> The problem: Locate the line that contains "self.tile(&source, output_dir, context, start_index)", then copy it and all later lines of the data below exactly, through the last one.

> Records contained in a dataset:
※ ※ ※
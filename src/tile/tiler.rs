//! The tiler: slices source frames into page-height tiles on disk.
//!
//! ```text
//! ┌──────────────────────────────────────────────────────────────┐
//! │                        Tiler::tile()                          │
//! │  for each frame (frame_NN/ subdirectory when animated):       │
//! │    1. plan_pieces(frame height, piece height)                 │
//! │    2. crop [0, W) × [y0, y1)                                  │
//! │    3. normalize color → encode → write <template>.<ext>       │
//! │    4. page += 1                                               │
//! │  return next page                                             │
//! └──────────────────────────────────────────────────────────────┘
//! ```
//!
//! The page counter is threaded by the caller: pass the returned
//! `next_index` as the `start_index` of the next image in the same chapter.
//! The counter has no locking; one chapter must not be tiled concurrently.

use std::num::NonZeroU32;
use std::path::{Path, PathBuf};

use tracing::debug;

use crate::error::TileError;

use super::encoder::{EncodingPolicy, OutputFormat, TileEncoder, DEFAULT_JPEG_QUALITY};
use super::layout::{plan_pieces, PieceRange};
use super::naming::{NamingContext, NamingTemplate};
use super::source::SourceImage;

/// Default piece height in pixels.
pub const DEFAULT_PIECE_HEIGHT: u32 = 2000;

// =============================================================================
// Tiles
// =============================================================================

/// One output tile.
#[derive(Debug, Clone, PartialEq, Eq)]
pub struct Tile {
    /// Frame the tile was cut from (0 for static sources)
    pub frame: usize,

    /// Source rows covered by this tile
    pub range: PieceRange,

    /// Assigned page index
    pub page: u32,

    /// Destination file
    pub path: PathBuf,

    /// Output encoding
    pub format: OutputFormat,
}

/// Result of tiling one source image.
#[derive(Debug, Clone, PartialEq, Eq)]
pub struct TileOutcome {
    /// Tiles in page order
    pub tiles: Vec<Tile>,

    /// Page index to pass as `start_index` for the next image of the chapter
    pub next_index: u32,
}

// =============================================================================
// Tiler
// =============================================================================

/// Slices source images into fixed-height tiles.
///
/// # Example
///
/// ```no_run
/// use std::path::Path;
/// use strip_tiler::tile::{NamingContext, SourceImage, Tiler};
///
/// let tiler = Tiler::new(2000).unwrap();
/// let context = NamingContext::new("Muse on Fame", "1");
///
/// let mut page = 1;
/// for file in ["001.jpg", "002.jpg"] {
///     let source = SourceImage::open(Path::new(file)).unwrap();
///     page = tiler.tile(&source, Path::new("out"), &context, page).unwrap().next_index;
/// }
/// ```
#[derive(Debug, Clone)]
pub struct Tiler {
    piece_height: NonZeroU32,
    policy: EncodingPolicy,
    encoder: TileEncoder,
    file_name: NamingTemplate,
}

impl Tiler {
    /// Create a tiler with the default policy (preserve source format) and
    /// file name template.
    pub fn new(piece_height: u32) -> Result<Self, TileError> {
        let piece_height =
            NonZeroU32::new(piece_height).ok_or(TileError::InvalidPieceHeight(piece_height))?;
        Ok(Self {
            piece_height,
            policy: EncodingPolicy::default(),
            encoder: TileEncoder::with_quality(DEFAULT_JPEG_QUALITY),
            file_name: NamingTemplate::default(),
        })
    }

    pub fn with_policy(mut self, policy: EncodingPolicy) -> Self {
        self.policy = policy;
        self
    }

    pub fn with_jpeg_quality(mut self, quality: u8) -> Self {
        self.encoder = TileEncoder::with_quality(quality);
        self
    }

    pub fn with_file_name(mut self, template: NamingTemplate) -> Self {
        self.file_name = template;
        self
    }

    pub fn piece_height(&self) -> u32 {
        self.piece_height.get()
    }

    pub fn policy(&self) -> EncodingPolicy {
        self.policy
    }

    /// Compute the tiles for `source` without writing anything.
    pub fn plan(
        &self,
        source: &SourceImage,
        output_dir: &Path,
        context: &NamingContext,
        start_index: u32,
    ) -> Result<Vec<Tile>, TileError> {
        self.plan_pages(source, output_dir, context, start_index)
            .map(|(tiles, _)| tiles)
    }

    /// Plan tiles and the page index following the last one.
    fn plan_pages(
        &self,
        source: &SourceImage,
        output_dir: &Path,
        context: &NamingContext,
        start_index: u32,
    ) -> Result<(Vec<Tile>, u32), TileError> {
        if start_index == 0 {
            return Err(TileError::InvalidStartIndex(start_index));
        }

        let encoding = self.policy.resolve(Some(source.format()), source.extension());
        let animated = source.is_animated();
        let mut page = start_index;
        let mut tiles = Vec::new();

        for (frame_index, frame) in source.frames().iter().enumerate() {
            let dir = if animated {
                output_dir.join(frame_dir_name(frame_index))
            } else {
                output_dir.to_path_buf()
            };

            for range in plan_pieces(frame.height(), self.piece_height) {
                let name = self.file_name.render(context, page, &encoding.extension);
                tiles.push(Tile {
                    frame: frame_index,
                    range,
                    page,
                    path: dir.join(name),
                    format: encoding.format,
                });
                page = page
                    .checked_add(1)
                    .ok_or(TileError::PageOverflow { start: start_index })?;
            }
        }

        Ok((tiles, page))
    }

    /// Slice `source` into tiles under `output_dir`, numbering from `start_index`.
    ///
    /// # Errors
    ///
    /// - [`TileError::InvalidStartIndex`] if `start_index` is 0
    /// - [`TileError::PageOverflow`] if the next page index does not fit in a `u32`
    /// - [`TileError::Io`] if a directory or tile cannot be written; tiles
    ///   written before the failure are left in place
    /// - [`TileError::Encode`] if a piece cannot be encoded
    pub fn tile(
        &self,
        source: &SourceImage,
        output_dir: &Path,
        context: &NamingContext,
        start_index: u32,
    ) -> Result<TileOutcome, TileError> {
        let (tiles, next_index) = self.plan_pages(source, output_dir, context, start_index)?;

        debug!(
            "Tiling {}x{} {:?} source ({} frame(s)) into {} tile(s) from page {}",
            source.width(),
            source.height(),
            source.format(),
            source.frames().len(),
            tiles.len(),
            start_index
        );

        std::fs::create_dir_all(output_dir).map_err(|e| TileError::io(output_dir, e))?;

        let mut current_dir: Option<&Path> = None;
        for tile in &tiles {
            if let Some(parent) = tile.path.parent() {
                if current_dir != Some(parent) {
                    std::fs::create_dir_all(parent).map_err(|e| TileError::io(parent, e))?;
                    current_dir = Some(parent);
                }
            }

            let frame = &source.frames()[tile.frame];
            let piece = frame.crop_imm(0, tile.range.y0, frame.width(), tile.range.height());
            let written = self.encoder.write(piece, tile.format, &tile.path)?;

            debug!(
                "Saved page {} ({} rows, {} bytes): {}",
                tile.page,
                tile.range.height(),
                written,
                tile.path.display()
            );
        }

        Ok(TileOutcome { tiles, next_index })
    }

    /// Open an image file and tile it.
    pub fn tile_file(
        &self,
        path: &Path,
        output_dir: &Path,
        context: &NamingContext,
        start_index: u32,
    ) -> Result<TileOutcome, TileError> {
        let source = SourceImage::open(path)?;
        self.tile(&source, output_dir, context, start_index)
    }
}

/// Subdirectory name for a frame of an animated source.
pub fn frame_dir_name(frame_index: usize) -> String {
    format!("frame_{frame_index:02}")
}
※ ※ ※
> Solved exercise:
        self.tile(&source, output_dir, context, start_index)
    }
}

/// Subdirectory name for a frame of an animated source.
pub fn frame_dir_name(frame_index: usize) -> String {
    format!("frame_{frame_index:02}")
}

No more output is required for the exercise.